There are some other tales which almost seem like dry runs for Conan stories by Howard here too... as you might expect. More than one story included here is a little close in structure or idea to existing Conan tales which may have come later and, certainly, the tale here entitled Worms Of The Earth, which tells a tale of Bran Mak Morn, the king of the Picts... and his vengeance unleashed on certain agents of the Roman army, seemed to me to bear a striking structural similarity, in a much simpler and less round about form, to Howard’s one and only Conan novel, The Hour Of The Dragon, if I’m not mistaken. I can see where he may have built on the idea at play in this tale.
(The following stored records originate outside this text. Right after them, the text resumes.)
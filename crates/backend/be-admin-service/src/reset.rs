use std::collections::BTreeMap;

use be_remote_db::ResettableTable;
use serde::Serialize;
use tracing::{error, warn};
use uuid::Uuid;

use crate::error::AdminError;
use crate::store::AdminStore;

pub const RESET_CONFIRMATION: &str = "RÉINITIALISER TOUT";

#[derive(Debug, Clone, PartialEq, Serialize)]
pub struct TableError {
    pub table: &'static str,
    pub error: String,
}

#[derive(Debug, Clone, Default, PartialEq, Serialize)]
pub struct ResetOutcome {
    pub success: bool,
    pub deleted: BTreeMap<&'static str, i64>,
    pub errors: Vec<TableError>,
}

/// Wipes transactional data, children before parents. A table that fails
/// is reported and the remaining tables are still processed.
pub async fn reset_all(
    store: &dyn AdminStore,
    admin_id: Uuid,
    confirmation: &str,
) -> Result<ResetOutcome, AdminError> {
    if confirmation != RESET_CONFIRMATION {
        return Err(AdminError::InvalidConfirmation);
    }

    warn!(%admin_id, "Platform data reset requested");

    let mut outcome = ResetOutcome::default();
    for table in ResettableTable::RESET_ORDER {
        let name = table.table_name();
        let counted = match store.count_rows(table).await {
            Ok(count) => Some(count),
            Err(e) => {
                warn!(table = name, error = %e, "Failed to count rows before reset");
                None
            }
        };

        match store.delete_rows(table).await {
            Ok(deleted) => {
                let deleted = i64::try_from(deleted).unwrap_or(i64::MAX);
                outcome.deleted.insert(name, counted.unwrap_or(deleted));
            }
            Err(e) => {
                error!(table = name, error = %e, "Failed to reset table");
                outcome.errors.push(TableError {
                    table: name,
                    error: e.to_string(),
                });
            }
        }
    }

    outcome.success = outcome.errors.is_empty();
    warn!(
        %admin_id,
        deleted = ?outcome.deleted,
        failed = outcome.errors.len(),
        "Platform data reset finished"
    );
    Ok(outcome)
}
My favourite story in this collection, however, has little to do with Cthulhu. It’s called Skull Face and it’s obviously been ‘inspired’ by Sax Rohmer’s Fu Manchu stories, if Fu Manchu was called Skull Face and was a hideous, resurrected Egyptian sorcerer mummy. Starting in the opium dens of Limehouse, the main protagonist actually starts off as a henchman, of sorts, owing the titular character the debt of his life but, soon, the beauty of an oriental girl and the heroism of another character inspire him to attempt to kick his hashish habit and team up against the atrophied but powerful, demonic wizard. It’s one of the longer stories in this volume but certainly the jewel in the crown, as far as I’m concerned. Although, I did find it interesting that, in another story called The Fire Of Asshurbanipal, the two adventurous heroes have to avoid looking at a demonic manifestation causing destruction around them to their enemies, much like the climax of Raiders Of The Lost Ark.
And that’s about it from me on this one. The Cthulhu Stories of Robert E. Howard is a handsome tome with a beautiful cover (on the hardback at least) depicting a Cthulhu terror and, on the wraparound, a man fleeing for his life as it doggedly pursues him. The tales are not all nearly Cthulhu enough, for my liking, for the tome to use such a title but, it doesn’t really matter all that much as it’s a fine collection and Howard is as good a writer when he’s telling tales that don’t involve his famous Cimmerian, as when he’s depicting the Hyborian Age. Definitely worth a read and some space on your bookshelf if you are a Robert E. Howard fan, for sure.